PROMPT: Scan the lines below for "results" and copy the matches.
○ ○ ○
use super::SqlDialect;

pub struct SqlServerDialect;

impl SqlDialect for SqlServerDialect {
    fn name(&self) -> &'static str {
        "SQLServer"
    }

    fn quote_identifier(&self, ident: &str) -> String {
        format!("[{}]", ident.replace(']', "]]"))
    }

    fn build_sampling_query(&self, table: &str, column: &str, n: usize) -> String {
        format!(
            "SELECT TOP ({}) {} FROM {} ORDER BY NEWID()",
            n,
            self.quote_identifier(column),
            self.quote_identifier(table)
        )
    }

    fn build_count_query(&self, table: &str) -> String {
        format!("SELECT COUNT(*) FROM {}", self.quote_identifier(table))
    }
}
use super::SqlDialect;

pub struct OracleDialect;

impl SqlDialect for OracleDialect {
    fn name(&self) -> &'static str {
        "Oracle"
    }

    fn quote_identifier(&self, ident: &str) -> String {
        format!("\"{}\"", ident.replace('"', "\"\""))
    }

    fn build_sampling_query(&self, table: &str, column: &str, n: usize) -> String {
        let column = self.quote_identifier(column);
        let table = self.quote_identifier(table);
        format!(
            "SELECT {column} FROM (SELECT {column} FROM {table} ORDER BY dbms_random.value) WHERE rownum <= {n}"
        )
    }

    fn build_count_query(&self, table: &str) -> String {
        format!("SELECT COUNT(*) FROM {}", self.quote_identifier(table))
    }
}

#[cfg(test)]
mod tests {
    use super::*;

    #[test]
    fn sampling_query_uses_rownum_over_dbms_random_subquery() {
        let sql = OracleDialect.build_sampling_query("users", "email", 50);
        assert_eq!(
            sql,
            "SELECT \"email\" FROM (SELECT \"email\" FROM \"users\" ORDER BY dbms_random.value) WHERE rownum <= 50"
        );
    }
}
//! QI strategy: column-name/comment keyword matching for canonical
//! quasi-identifiers, plus cardinality-shaped detection of columns whose
//! distinctness sits in the "moderately identifying" band.

use super::Strategy;
use crate::config::QiConfig;
use crate::domain::detection::{DetectionResult, PiiCandidate, StrategyName};
use crate::domain::sample::SampleData;
use crate::domain::schema::Column;
use crate::error::StrategyError;
use async_trait::async_trait;
use regex::Regex;

const KEYWORD_CONFIDENCE: f64 = 0.9;
const MIN_SAMPLES_FOR_CARDINALITY: usize = 10;

struct QiKeyword {
    regex: Regex,
    qi_type: &'static str,
}

pub struct QuasiIdentifierStrategy {
    keywords: Vec<QiKeyword>,
    qi_config: QiConfig,
}

impl QuasiIdentifierStrategy {
    pub fn new(qi_config: QiConfig) -> Self {
        let table: &[(&str, &str)] = &[
            (r"(?i)gender|\bsex\b", "QUASI_ID_GENDER"),
            (r"(?i)zip|postal|postcode", "QUASI_ID_ZIP"),
            (r"(?i)\bdob\b|date[-_ ]?of[-_ ]?birth|birth[-_ ]?date", "QUASI_ID_DOB"),
            (r"(?i)\bcity\b|\btown\b", "QUASI_ID_CITY"),
            (r"(?i)\bage\b", "QUASI_ID_AGE"),
            (r"(?i)nationality|citizenship", "QUASI_ID_NATIONALITY"),
            (r"(?i)\brace\b|ethnicity", "QUASI_ID_RACE"),
            (r"(?i)marital[-_ ]?status", "QUASI_ID_MARITAL_STATUS"),
            (r"(?i)occupation|job[-_ ]?title", "QUASI_ID_OCCUPATION"),
        ];
        let keywords = table
            .iter()
            .map(|(pattern, qi_type)| QiKeyword {
                regex: Regex::new(pattern).expect("QI keyword table entries are valid regex"),
                qi_type,
            })
            .collect();
        Self { keywords, qi_config }
    }

    fn cardinality_candidate(&self, column: &Column, samples: &SampleData) -> Option<PiiCandidate> {
        let non_null = samples.total_count - samples.null_count;
        if non_null < MIN_SAMPLES_FOR_CARDINALITY {
            return None;
        }
        let ratio = samples.distinct_count() as f64 / samples.total_count as f64;
        let low = self.qi_config.low_cardinality_threshold;
        let high = self.qi_config.high_cardinality_threshold;
        if ratio < low || ratio > high {
            return None;
        }
        let midpoint = (low + high) / 2.0;
        let half_width = (high - low) / 2.0;
        let confidence = if half_width <= 0.0 {
            1.0
        } else {
            (1.0 - (ratio - midpoint).abs() / half_width).clamp(0.0, 1.0)
        };
        Some(PiiCandidate::new(
            column.id,
            "QUASI_ID_MEDIUM_CARDINALITY",
            confidence,
            StrategyName::QuasiIdentifier,
            format!("distinct ratio {ratio:.3} within [{low}, {high}]"),
        ))
    }
}

#[async_trait]
impl Strategy for QuasiIdentifierStrategy {
    fn name(&self) -> StrategyName {
        StrategyName::QuasiIdentifier
    }

    async fn detect(
        &self,
        column: &Column,
        sample_data: Option<&SampleData>,
    ) -> Result<DetectionResult, StrategyError> {
        let mut candidates = Vec::new();
        let comments = column.comments.as_deref().unwrap_or("");
        for keyword in &self.keywords {
            if keyword.regex.is_match(&column.name) || keyword.regex.is_match(comments) {
                candidates.push(PiiCandidate::new(
                    column.id,
                    keyword.qi_type,
                    KEYWORD_CONFIDENCE,
                    StrategyName::QuasiIdentifier,
                    format!("name/comment matched {} keyword", keyword.qi_type),
                ));
            }
        }

        if let Some(samples) = sample_data
            && let Some(candidate) = self.cardinality_candidate(column, samples)
        {
            candidates.push(candidate);
        }

        Ok(DetectionResult { column_id: column.id, candidates })
    }
}
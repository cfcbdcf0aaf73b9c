//! Parallel Sampler: extracts samples for N columns concurrently under a
//! global DB-query permit, grounded on the `tokio::sync::Semaphore`
//! fan-out idiom used for bounded-concurrency agent dispatch, with the
//! worker-pool/permit split kept as two independent primitives.

use crate::collaborators::{Connector, RawValue};
use crate::config::SamplingConfig;
use crate::dialect::SqlDialect;
use crate::domain::sample::{SampleData, SampleValue};
use crate::domain::schema::Column;
use crate::error::SamplingError;
use crate::utils::CancelToken;
use std::collections::HashMap;
use std::sync::Arc;
use tokio::sync::Semaphore;
use tokio::task::JoinSet;

/// The global permit bounding concurrent DB-query execution
/// (`maxConcurrentDbQueries`). Process-wide singleton when multiple scans
/// share a database: callers construct one and pass the `Arc` to every
/// `ParallelSampler`.
pub type DbQueryPermits = Arc<Semaphore>;

pub fn new_permits(max_concurrent_db_queries: usize) -> DbQueryPermits {
    Arc::new(Semaphore::new(max_concurrent_db_queries.max(1)))
}

/// Fetch size cap passed to the prepared statement: requested sample
/// sizes are clamped to `min(n, 1000)`.
const MAX_FETCH_SIZE: usize = 1000;

pub struct ParallelSampler {
    connector: Arc<dyn Connector>,
    db_permits: DbQueryPermits,
    worker_pool_permits: Arc<Semaphore>,
}

impl ParallelSampler {
    pub fn new(connector: Arc<dyn Connector>, db_permits: DbQueryPermits) -> Self {
        let pool_size = (num_cpus() * 2).max(1);
        Self { connector, db_permits, worker_pool_permits: Arc::new(Semaphore::new(pool_size)) }
    }

    /// `sampleColumns(conn, columns[], n) -> map column -> SampleData`.
    /// Per-column failures surface as `Err` in the returned map rather than
    /// aborting the whole call; the only way the call aborts early is
    /// cancellation.
    pub async fn sample_columns(
        &self,
        connection_id: &str,
        table_name: &str,
        columns: &[Column],
        dialect: &dyn SqlDialect,
        requested_n: usize,
        config: &SamplingConfig,
        cancel: &CancelToken,
    ) -> HashMap<crate::domain::ColumnId, Result<SampleData, SamplingError>> {
        let fetch_size = requested_n.min(MAX_FETCH_SIZE);
        let mut join_set: JoinSet<(
            crate::domain::ColumnId,
            Result<SampleData, SamplingError>,
        )> = JoinSet::new();

        for column in columns {
            if cancel.is_cancelled() {
                break;
            }
            let connector = self.connector.clone();
            let db_permits = self.db_permits.clone();
            let worker_pool_permits = self.worker_pool_permits.clone();
            let cancel = cancel.clone();
            let column = column.clone();
            let connection_id = connection_id.to_string();
            let table_name = table_name.to_string();
            let sql = dialect.build_sampling_query(&table_name, &column.name, fetch_size);
            let entropy_enabled = config.entropy_calculation_enabled;

            join_set.spawn(async move {
                let column_id = column.id;
                let result = sample_one_column(
                    &connector,
                    &worker_pool_permits,
                    &db_permits,
                    &connection_id,
                    &column,
                    &sql,
                    entropy_enabled,
                    &cancel,
                )
                .await;
                (column_id, result)
            });
        }

        let mut results = HashMap::new();
        while let Some(joined) = join_set.join_next().await {
            match joined {
                Ok((column_id, result)) => {
                    results.insert(column_id, result);
                },
                Err(join_error) => {
                    tracing::error!("sampler worker panicked: {join_error}");
                },
            }
        }
        results
    }

    /// `determineOptimalSampleSize`: exact row count when it is at most
    /// `defaultSize`, else `defaultSize`. Count failures are non-fatal and
    /// fall back to `defaultSize`.
    pub async fn determine_optimal_sample_size(
        &self,
        connection_id: &str,
        table_name: &str,
        dialect: &dyn SqlDialect,
        default_size: usize,
    ) -> usize {
        let sql = dialect.build_count_query(table_name);
        let _permit = self.db_permits.acquire().await;
        match self.connector.row_count(connection_id, &sql).await {
            Ok(count) if (count as usize) <= default_size => count as usize,
            Ok(_) => default_size,
            Err(e) => {
                tracing::warn!("row count failed for {table_name}, falling back to default size: {e}");
                default_size
            },
        }
    }
}

#[allow(clippy::too_many_arguments)]
async fn sample_one_column(
    connector: &Arc<dyn Connector>,
    worker_pool_permits: &Semaphore,
    db_permits: &Semaphore,
    connection_id: &str,
    column: &Column,
    sql: &str,
    entropy_enabled: bool,
    cancel: &CancelToken,
) -> Result<SampleData, SamplingError> {
    let _pool_permit = match cancel.race(worker_pool_permits.acquire()).await {
        Some(Ok(permit)) => permit,
        Some(Err(_)) => return Err(SamplingError::Cancelled),
        None => return Err(SamplingError::Cancelled),
    };

    if cancel.is_cancelled() {
        return Err(SamplingError::Cancelled);
    }

    let _db_permit = match cancel.race(db_permits.acquire()).await {
        Some(Ok(permit)) => permit,
        Some(Err(_)) => return Err(SamplingError::Cancelled),
        None => return Err(SamplingError::Cancelled),
    };

    let query = connector.query_column(connection_id, sql);
    let rows = match cancel.race(query).await {
        Some(Ok(rows)) => rows,
        Some(Err(e)) => {
            return Err(SamplingError::QueryFailed {
                column: column.name.clone(),
                message: e.to_string(),
            });
        },
        None => return Err(SamplingError::Cancelled),
    };

    let samples: Vec<SampleValue> = rows.into_iter().map(coerce).collect();
    let mut data = SampleData::new(column.id, samples);
    if entropy_enabled {
        data.compute_entropy();
    }
    Ok(data)
}

fn coerce(value: RawValue) -> SampleValue {
    match value {
        RawValue::Null => SampleValue::Null,
        RawValue::Text(s) => SampleValue::Text(s),
        RawValue::Number(n) => SampleValue::Number(n),
        RawValue::Boolean(b) => SampleValue::Boolean(b),
    }
}

fn num_cpus() -> usize {
    std::thread::available_parallelism().map(|n| n.get()).unwrap_or(4)
}

#[cfg(test)]
mod tests {
    use super::*;
    use crate::domain::schema::{ColumnId, TableId};
    use async_trait::async_trait;
    use std::sync::atomic::{AtomicUsize, Ordering};

    struct CountingConnector {
        in_flight: Arc<AtomicUsize>,
        max_observed: Arc<AtomicUsize>,
        row_values: Vec<RawValue>,
    }

    #[async_trait]
    impl Connector for CountingConnector {
        async fn query_column(
            &self,
            _connection_id: &str,
            _sql: &str,
        ) -> Result<Vec<RawValue>, crate::error::ConnectivityError> {
            let now = self.in_flight.fetch_add(1, Ordering::SeqCst) + 1;
            self.max_observed.fetch_max(now, Ordering::SeqCst);
            tokio::time::sleep(std::time::Duration::from_millis(5)).await;
            self.in_flight.fetch_sub(1, Ordering::SeqCst);
            Ok(self.row_values.clone())
        }

        async fn row_count(
            &self,
            _connection_id: &str,
            _sql: &str,
        ) -> Result<u64, crate::error::ConnectivityError> {
            Ok(self.row_values.len() as u64)
        }

        async fn database_product_name(
            &self,
            _connection_id: &str,
        ) -> Result<String, crate::error::ConnectivityError> {
            Ok("PostgreSQL".to_string())
        }
    }

    fn test_column(id: u64, name: &str) -> Column {
        Column {
            id: ColumnId(id),
            table_id: TableId(0),
            name: name.to_string(),
            jdbc_type: 12,
            db_type_name: "varchar".into(),
            comments: None,
            size: None,
            nullable: true,
            primary_key: false,
        }
    }

    #[tokio::test]
    async fn permit_bound_is_respected_across_twenty_columns() {
        let in_flight = Arc::new(AtomicUsize::new(0));
        let max_observed = Arc::new(AtomicUsize::new(0));
        let connector: Arc<dyn Connector> = Arc::new(CountingConnector {
            in_flight: in_flight.clone(),
            max_observed: max_observed.clone(),
            row_values: vec![RawValue::Text("x".into()); 4],
        });

        let permits = new_permits(3);
        let sampler = ParallelSampler::new(connector, permits);
        let columns: Vec<Column> = (0..20).map(|i| test_column(i, &format!("col{i}"))).collect();
        let dialect = crate::dialect::PostgresDialect;
        let cancel = CancelToken::new();

        let config = SamplingConfig { max_concurrent_db_queries: 3, ..SamplingConfig::default() };
        let results = sampler
            .sample_columns("conn", "t", &columns, &dialect, 4, &config, &cancel)
            .await;

        assert_eq!(results.len(), 20);
        for result in results.values() {
            let data = result.as_ref().unwrap();
            assert!(data.samples.len() <= 4);
        }
        assert!(max_observed.load(Ordering::SeqCst) <= 3);
    }

    #[tokio::test]
    async fn requested_sample_size_is_clamped_to_the_fetch_size_cap() {
        struct RecordingConnector {
            seen_sql: std::sync::Mutex<Vec<String>>,
        }
        #[async_trait]
        impl Connector for RecordingConnector {
            async fn query_column(
                &self,
                _connection_id: &str,
                sql: &str,
            ) -> Result<Vec<RawValue>, crate::error::ConnectivityError> {
                self.seen_sql.lock().unwrap().push(sql.to_string());
                Ok(vec![])
            }
            async fn row_count(
                &self,
                _connection_id: &str,
                _sql: &str,
            ) -> Result<u64, crate::error::ConnectivityError> {
                Ok(0)
            }
            async fn database_product_name(
                &self,
                _connection_id: &str,
            ) -> Result<String, crate::error::ConnectivityError> {
                Ok("PostgreSQL".to_string())
            }
        }

        let recorder = Arc::new(RecordingConnector { seen_sql: std::sync::Mutex::new(Vec::new()) });
        let sampler = ParallelSampler::new(recorder.clone(), new_permits(5));
        let dialect = crate::dialect::PostgresDialect;
        let cancel = CancelToken::new();
        let columns = vec![test_column(0, "a")];
        let config = SamplingConfig::default();

        sampler
            .sample_columns("conn", "t", &columns, &dialect, MAX_FETCH_SIZE + 500, &config, &cancel)
            .await;

        let seen = recorder.seen_sql.lock().unwrap();
        assert_eq!(seen.len(), 1);
        assert!(seen[0].contains(&format!("LIMIT {MAX_FETCH_SIZE}")));
    }

    #[tokio::test]
    async fn sample_size_optimization_falls_back_to_default_on_count_failure() {
        struct FailingCountConnector;
        #[async_trait]
        impl Connector for FailingCountConnector {
            async fn query_column(
                &self,
                _connection_id: &str,
                _sql: &str,
            ) -> Result<Vec<RawValue>, crate::error::ConnectivityError> {
                Ok(vec![])
            }
            async fn row_count(
                &self,
                _connection_id: &str,
                _sql: &str,
            ) -> Result<u64, crate::error::ConnectivityError> {
                Err(crate::error::ConnectivityError::Unreachable("down".into()))
            }
            async fn database_product_name(
                &self,
                _connection_id: &str,
            ) -> Result<String, crate::error::ConnectivityError> {
                Ok("PostgreSQL".to_string())
            }
        }

        let connector: Arc<dyn Connector> = Arc::new(FailingCountConnector);
        let sampler = ParallelSampler::new(connector, new_permits(5));
        let dialect = crate::dialect::PostgresDialect;
        let size = sampler.determine_optimal_sample_size("conn", "t", &dialect, 1000).await;
        assert_eq!(size, 1000);
    }

    #[tokio::test]
    async fn cancellation_stops_in_flight_sampling_promptly() {
        struct SlowConnector;
        #[async_trait]
        impl Connector for SlowConnector {
            async fn query_column(
                &self,
                _connection_id: &str,
                _sql: &str,
            ) -> Result<Vec<RawValue>, crate::error::ConnectivityError> {
                tokio::time::sleep(std::time::Duration::from_secs(30)).await;
                Ok(vec![])
            }
            async fn row_count(
                &self,
                _connection_id: &str,
                _sql: &str,
            ) -> Result<u64, crate::error::ConnectivityError> {
                Ok(0)
            }
            async fn database_product_name(
                &self,
                _connection_id: &str,
            ) -> Result<String, crate::error::ConnectivityError> {
                Ok("PostgreSQL".to_string())
            }
        }

        let connector: Arc<dyn Connector> = Arc::new(SlowConnector);
        let sampler = ParallelSampler::new(connector, new_permits(2));
        let dialect = crate::dialect::PostgresDialect;
        let cancel = CancelToken::new();
        let columns = vec![test_column(0, "a")];
        let config = SamplingConfig::default();

        let cancel_clone = cancel.clone();
        tokio::spawn(async move {
            tokio::time::sleep(std::time::Duration::from_millis(20)).await;
            cancel_clone.cancel();
        });

        let results = tokio::time::timeout(
            std::time::Duration::from_secs(2),
            sampler.sample_columns("conn", "t", &columns, &dialect, 10, &config, &cancel),
        )
        .await
        .expect("sampling should return promptly after cancellation");

        assert!(matches!(results[&ColumnId(0)], Err(SamplingError::Cancelled)));
    }
}
use super::SqlDialect;

pub struct PostgresDialect;

impl SqlDialect for PostgresDialect {
    fn name(&self) -> &'static str {
        "PostgreSQL"
    }

    fn quote_identifier(&self, ident: &str) -> String {
        format!("\"{}\"", ident.replace('"', "\"\""))
    }

    fn build_sampling_query(&self, table: &str, column: &str, n: usize) -> String {
        format!(
            "SELECT {} FROM {} ORDER BY RANDOM() LIMIT {}",
            self.quote_identifier(column),
            self.quote_identifier(table),
            n
        )
    }

    fn build_count_query(&self, table: &str) -> String {
        format!("SELECT COUNT(*) FROM {}", self.quote_identifier(table))
    }
}

#[cfg(test)]
mod tests {
    use super::*;

    #[test]
    fn sampling_query_uses_double_quote_quoting_and_random_order() {
        let sql = PostgresDialect.build_sampling_query("users", "email", 50);
        assert_eq!(sql, "SELECT \"email\" FROM \"users\" ORDER BY RANDOM() LIMIT 50");
    }
}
○ ○ ○
RESPONSE:
        let mut results = HashMap::new();
                    results.insert(column_id, result);
        results
        let results = sampler
        assert_eq!(results.len(), 20);
        for result in results.values() {
        let results = tokio::time::timeout(
        assert!(matches!(results[&ColumnId(0)], Err(SamplingError::Cancelled)));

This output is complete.